Habib ould Mahfoudh: un passeur culturel de la francophonie

«Le plus maure des intellectuels de la Francophonie ; le plus universel des troubadours maures». (Abdoulaye Ciré Ba)

 

Malgré l’importance de l’œuvre littéraire de Habib Ould Mahfoudh, elle n’a jusqu’à présent pas suscité l’intérêt que faisait présager le succès unanimement salué des Mauritanides. Elle a été certes évoquée une première fois dans le numéro spécial de Notre Librairie dédié à la littérature mauritanienne en 1995 et dans la thèse de M. Bengoéchéa sur la littérature francophone de Mauritanie (2006) ; de même l’auteur de ces lignes a publié un article sur la perception du temps chez Habib mais point d’études d’envergure ou de recherches approfondies de critiques littéraires ayant pour objet cette œuvre.

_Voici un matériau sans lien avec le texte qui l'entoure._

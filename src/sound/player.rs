//! Sound player implementation using rodio.
//!
//! This module provides the `RodioSoundPlayer` which uses the rodio v0.20
//! audio library for cross-platform sound playback.

use std::fs::File;
use std::io::BufReader;
use std::path::Path;
use std::sync::Mutex;
use std::time::Duration;

use rodio::source::{SineWave, Source};
use rodio::{Decoder, OutputStream, OutputStreamHandle, Sink};
use tracing::{debug, warn};

use super::error::SoundError;
use super::source::{SoundSource, DEFAULT_BEEP_DURATION, DEFAULT_BEEP_FREQUENCY_HZ};

/// Volume of the synthesized beep.
const BEEP_VOLUME: f32 = 0.2;

/// A sound player that uses rodio for audio playback.
///
/// Playback is non-blocking. Sinks are kept until `wait_until_done` so a
/// sound is not cut off when the caller is about to exit.
pub struct RodioSoundPlayer {
    /// The audio output stream (must be kept alive for playback).
    _stream: OutputStream,
    /// Handle to the output stream for creating sinks.
    stream_handle: OutputStreamHandle,
    /// Sinks still playing.
    sinks: Mutex<Vec<Sink>>,
}

impl RodioSoundPlayer {
    /// Creates a new sound player on the default output device.
    ///
    /// # Errors
    ///
    /// Returns `SoundError::DeviceNotAvailable` if no audio output device
    /// is available.
    pub fn new() -> Result<Self, SoundError> {
        let (stream, stream_handle) = OutputStream::try_default()
            .map_err(|e| SoundError::DeviceNotAvailable(e.to_string()))?;

        debug!("Audio output stream initialized");

        Ok(Self {
            _stream: stream,
            stream_handle,
            sinks: Mutex::new(Vec::new()),
        })
    }

    /// Plays a sound from the given source.
    ///
    /// A file that cannot be opened or decoded falls back to the default
    /// beep.
    ///
    /// # Errors
    ///
    /// Returns an error if the output sink cannot be created.
    pub fn play(&self, source: &SoundSource) -> Result<(), SoundError> {
        match source {
            SoundSource::File { path } => {
                debug!("Playing sound file: {}", path.display());
                match self.play_file(path) {
                    Ok(()) => Ok(()),
                    Err(e) if e.should_fallback_to_beep() => {
                        warn!(
                            "Failed to play sound file '{}': {}, falling back to beep",
                            path.display(),
                            e
                        );
                        self.play_default_beep()
                    }
                    Err(e) => Err(e),
                }
            }
            SoundSource::Beep {
                frequency_hz,
                duration,
            } => {
                debug!("Playing beep: {}Hz", frequency_hz);
                self.play_beep(*frequency_hz, *duration)
            }
        }
    }

    /// Plays a sound file from the filesystem.
    fn play_file(&self, path: &Path) -> Result<(), SoundError> {
        let file = File::open(path)
            .map_err(|e| SoundError::FileNotFound(format!("{}: {}", path.display(), e)))?;

        let decoder =
            Decoder::new(BufReader::new(file)).map_err(|e| SoundError::DecodeError(e.to_string()))?;

        let sink = self.new_sink()?;
        sink.append(decoder);
        self.keep(sink);
        Ok(())
    }

    fn play_default_beep(&self) -> Result<(), SoundError> {
        self.play_beep(DEFAULT_BEEP_FREQUENCY_HZ, DEFAULT_BEEP_DURATION)
    }

    /// Plays a sine tone.
    fn play_beep(&self, frequency_hz: u32, duration: Duration) -> Result<(), SoundError> {
        let tone = SineWave::new(frequency_hz as f32)
            .take_duration(duration)
            .amplify(BEEP_VOLUME);

        let sink = self.new_sink()?;
        sink.append(tone);
        self.keep(sink);
        Ok(())
    }

    fn new_sink(&self) -> Result<Sink, SoundError> {
        Sink::try_new(&self.stream_handle).map_err(|e| SoundError::StreamError(e.to_string()))
    }

    fn keep(&self, sink: Sink) {
        match self.sinks.lock() {
            Ok(mut sinks) => {
                sinks.retain(|s| !s.empty());
                sinks.push(sink);
            }
            // Poisoned: let the sound play out on its own
            Err(_) => sink.detach(),
        }
        debug!("Sound playback started");
    }

    /// Blocks until every sound started by this player has finished.
    pub fn wait_until_done(&self) {
        let sinks = match self.sinks.lock() {
            Ok(mut sinks) => std::mem::take(&mut *sinks),
            Err(_) => return,
        };
        for sink in sinks {
            sink.sleep_until_end();
        }
    }

    /// Returns true if the audio system is available.
    ///
    /// Always true once the player exists, since the stream is opened in
    /// `new`.
    #[must_use]
    pub fn is_available(&self) -> bool {
        true
    }
}

impl std::fmt::Debug for RodioSoundPlayer {
    fn fmt(&self, f: &mut std::fmt::Formatter<'_>) -> std::fmt::Result {
        f.debug_struct("RodioSoundPlayer")
            .field("pending", &self.sinks.lock().map(|s| s.len()).unwrap_or(0))
            .finish_non_exhaustive()
    }
}

/// Creates a sound player, returning None if audio is unavailable.
///
/// If audio initialization fails, a warning is logged and None is returned.
#[must_use]
pub fn try_create_player() -> Option<RodioSoundPlayer> {
    match RodioSoundPlayer::new() {
        Ok(player) => Some(player),
        Err(e) => {
            warn!("Audio not available, sound disabled: {} ({})", e, e.suggestion());
            None
        }
    }
}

Cette lacune peut s’expliquer par les limites de la diffusion des écrits de Habib dont le premier volume n’a été édité qu’en 2012 mais aussi par la difficulté de son classement dans l’un ou l’autre des genres littéraires comme le remarque N. Martin-Granel qui parle d’un «cas dissident» ou  Abdelweddoud Ould Cheikh qui parle d’un «Objet Littéraire Non Identifié».

Sans verser dans cette controverse de classification, le présent article se limitera à traiter de l’une des caractéristiques de cette œuvre en ayant comme toile de fond un questionnement sur son apport au français et plus globalement à la francophonie. Il s’agira de voir dans quelle mesure, Habib Ould Mahfoudh a servi d’interprète de sa culture auprès de l’autre et spécifiquement du lecteur francophone.

Médiateur culturel

L.S. Senghor disait déjà du français qu’au-delà de sa fonction de communication, c’est une langue « d’épanouissement international au sein de laquelle chacune de nos cultures se reconnaîtra en naissant à l’universel». Habib Ould Mahfoudh serait dans cette perspective un passeur ou un médiateur dans des échanges qui s’établissent à travers sa plume entre sa culture et celle de l’universel.

L’apport de Habib en ce domaine est certainement l’un des plus importants parmi les auteurs francophones de Mauritanie. Sa profonde connaissance des cultures occidentales- mais aussi orientales- et son intime conviction d’être le produit d’une culture maure raffinée, qu’il se doit de célébrer, sont autant de facteurs qui ont imposé à Habib cette position de médiateur.

L’auteur est, en effet, caractérisé par la diversité de ses inspirations et de ses références à des littératures et traditions locales et planétaires même si l’objet principal de son œuvre demeure l’homme mauritanien et singulièrement l’homme maure.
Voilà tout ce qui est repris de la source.